CrmFormatter is perfect for curating high-volume enterprise-scale web scraping, and integrates well with Nokogiri, Mechanize, and asynchronous jobs via Delayed_job or SideKick, to name a few. Web Scraping and Harvesting often gathers a lot of junk to sift through; presenting unexpected edge cases around each corner. CrmFormatter has been developed and refined during the past few years to focus on improving that task.
It's also perfect for processing API data, Web Forms, and routine DB normalizing and scrubbing processes.
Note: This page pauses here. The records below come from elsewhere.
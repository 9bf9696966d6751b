//! Cypher query handlers
//!
//! - GET  /query/schema?hash_key=  : Labels, attributes and relationships
//! - POST /query/read              : Read-only statement
//! - POST /query/write             : Statement that may write

use axum::{extract::State, Json};
use sandgate_auth::AuthUser;
use sandgate_common::{Result, ValidatedJson, ValidatedQuery};
use serde::Deserialize;
use serde_json::{Map, Value};
use validator::Validate;

use crate::api::middleware::SandboxState;
use crate::operations::SandboxOperation;

#[derive(Debug, Deserialize, Validate)]
pub struct SchemaQuery {
    #[validate(length(min = 1))]
    pub hash_key: String,
}

/// Body shared by read and write queries
#[derive(Debug, Deserialize, Validate)]
pub struct CypherQueryRequest {
    #[validate(length(min = 1))]
    pub hash_key: String,
    #[validate(length(min = 1))]
    pub query: String,
    pub params: Option<Map<String, Value>>,
}

pub async fn get_schema(
    AuthUser(identity): AuthUser,
    State(state): State<SandboxState>,
    ValidatedQuery(query): ValidatedQuery<SchemaQuery>,
) -> Result<Json<Value>> {
    let operation = SandboxOperation::GetSchema {
        hash_key: query.hash_key,
    };
    Ok(Json(state.gateway.dispatch(&identity, operation).await?))
}

pub async fn read_query(
    AuthUser(identity): AuthUser,
    State(state): State<SandboxState>,
    ValidatedJson(request): ValidatedJson<CypherQueryRequest>,
) -> Result<Json<Value>> {
    let operation = SandboxOperation::ReadQuery {
        hash_key: request.hash_key,
        query: request.query,
        params: request.params,
    };
    Ok(Json(state.gateway.dispatch(&identity, operation).await?))
}

pub async fn write_query(
    AuthUser(identity): AuthUser,
    State(state): State<SandboxState>,
    ValidatedJson(request): ValidatedJson<CypherQueryRequest>,
) -> Result<Json<Value>> {
    let operation = SandboxOperation::WriteQuery {
        hash_key: request.hash_key,
        query: request.query,
        params: request.params,
    };
    Ok(Json(state.gateway.dispatch(&identity, operation).await?))
}
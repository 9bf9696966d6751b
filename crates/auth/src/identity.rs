//! Authenticated identity produced by the verifier

use serde::Serialize;
use serde_json::{Map, Value};

/// Subject recorded for opaque API key callers
pub const API_KEY_SUBJECT: &str = "api_key";

#[derive(Debug, Clone, Copy, PartialEq, Eq, Serialize)]
#[serde(rename_all = "snake_case")]
pub enum IdentityKind {
    /// Static `ApiKey` credential, trusted by delegation to the backend
    OpaqueKey,
    /// Signed token whose signature and claims were verified locally
    SignedToken,
}

/// Result of a successful verification. Created per request, never persisted.
///
/// `credential` is the scheme-stripped header value and is forwarded as the
/// backend's own authorization header.
#[derive(Clone, PartialEq)]
pub struct Identity {
    kind: IdentityKind,
    claims: Map<String, Value>,
    credential: String,
}

impl Identity {
    pub(crate) fn opaque_key(credential: &str) -> Self {
        let mut claims = Map::new();
        claims.insert("sub".to_string(), Value::String(API_KEY_SUBJECT.to_string()));
        Self {
            kind: IdentityKind::OpaqueKey,
            claims,
            credential: credential.to_string(),
        }
    }

    pub(crate) fn signed_token(claims: Map<String, Value>, credential: &str) -> Self {
        Self {
            kind: IdentityKind::SignedToken,
            claims,
            credential: credential.to_string(),
        }
    }

    pub fn kind(&self) -> IdentityKind {
        self.kind
    }

    pub fn claims(&self) -> &Map<String, Value> {
        &self.claims
    }

    pub fn subject(&self) -> Option<&str> {
        self.claims.get("sub").and_then(Value::as_str)
    }

    pub fn credential(&self) -> &str {
        &self.credential
    }
}

// The credential is a live secret; keep it out of logs.
impl std::fmt::Debug for Identity {
    fn fmt(&self, f: &mut std::fmt::Formatter<'_>) -> std::fmt::Result {
        f.debug_struct("Identity")
            .field("kind", &self.kind)
            .field("subject", &self.subject())
            .field("credential", &"[REDACTED]")
            .finish()
    }
}
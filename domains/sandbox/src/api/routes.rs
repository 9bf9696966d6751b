//! Route definitions for Sandbox domain API

use axum::{
    routing::{get, post},
    Router,
};

use super::handlers::{backups, queries, sandboxes};
use super::middleware::SandboxState;

/// Create sandbox lifecycle routes
fn sandbox_routes() -> Router<SandboxState> {
    Router::new()
        .route("/list-sandboxes", get(sandboxes::list_sandboxes))
        .route("/start-sandbox", post(sandboxes::start_sandbox))
        .route("/terminate-sandbox", post(sandboxes::terminate_sandbox))
        .route("/extend-sandbox", post(sandboxes::extend_sandbox))
        .route(
            "/get-sandbox-details/{sandbox_hash_key}",
            get(sandboxes::get_sandbox_details),
        )
}

/// Create backup and Aura upload routes
fn backup_routes() -> Router<SandboxState> {
    Router::new()
        .route(
            "/request-backup/{sandbox_hash_key}",
            post(backups::request_backup),
        )
        .route("/backups/result/{result_id}", get(backups::get_backup_result))
        .route("/list-backups/{sandbox_hash_key}", get(backups::list_backups))
        .route(
            "/get-backup-download-url/{sandbox_hash_key}",
            post(backups::get_backup_download_url),
        )
        .route("/upload-to-aura", post(backups::upload_to_aura))
        .route(
            "/aura-upload/result/{result_id}",
            get(backups::get_aura_upload_result),
        )
}

/// Create Cypher query routes
fn query_routes() -> Router<SandboxState> {
    Router::new()
        .route("/query/schema", get(queries::get_schema))
        .route("/query/read", post(queries::read_query))
        .route("/query/write", post(queries::write_query))
}

/// Create all Sandbox domain API routes
pub fn routes() -> Router<SandboxState> {
    Router::new()
        .merge(sandbox_routes())
        .merge(backup_routes())
        .merge(query_routes())
}
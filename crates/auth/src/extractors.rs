//! Axum extractor for authenticated requests
//!
//! Generic over any state `S` where `TokenVerifier: FromRef<S>`.
//! This is axum's idiomatic nested-state pattern.

use axum::{
    extract::{FromRef, FromRequestParts},
    http::{header::AUTHORIZATION, request::Parts},
};

use crate::error::AuthError;
use crate::identity::Identity;
use crate::verifier::TokenVerifier;

/// Authenticated caller (signed token or opaque API key)
#[derive(Debug)]
pub struct AuthUser(pub Identity);

impl<S> FromRequestParts<S> for AuthUser
where
    TokenVerifier: FromRef<S>,
    S: Send + Sync,
{
    type Rejection = AuthError;

    async fn from_request_parts(
        parts: &mut Parts,
        state: &S,
    ) -> std::result::Result<Self, Self::Rejection> {
        let verifier = TokenVerifier::from_ref(state);

        let header = parts
            .headers
            .get(AUTHORIZATION)
            .ok_or(AuthError::MalformedHeader)?
            .to_str()
            .map_err(|_| AuthError::MalformedHeader)?;

        let identity = verifier.verify(header)?;
        Ok(AuthUser(identity))
    }
}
Not only does it reformat Address, Phone, and Web data, it can also accept lists to scrub against, then providing detailed reports about how each piece of data compares with your criteria lists.
Add this line to your application's Gemfile:
gem 'crm_formatter'
And then execute:
$ bundle
Or install it yourself as:
$ gem install crm_formatter
Basic methods available are:
format_addresses(array_of_addresses)
format_phones(array_of_phones)
format_propers(array_of_propers)
format_urls(array_of_urls)
1a. Format Proper String:
Use format_proper
to format a string with proper nouns, such as (but not limited to):
- Business Account Name (123 bmw-world => 123 BMW-World),
- Proper Name (adam john booth => Adam John Booth),
- Job Title (marketing director => Marketing Director),
- Article Title (the 15 most useful ruby methods => The 15 Most Useful Ruby Methods)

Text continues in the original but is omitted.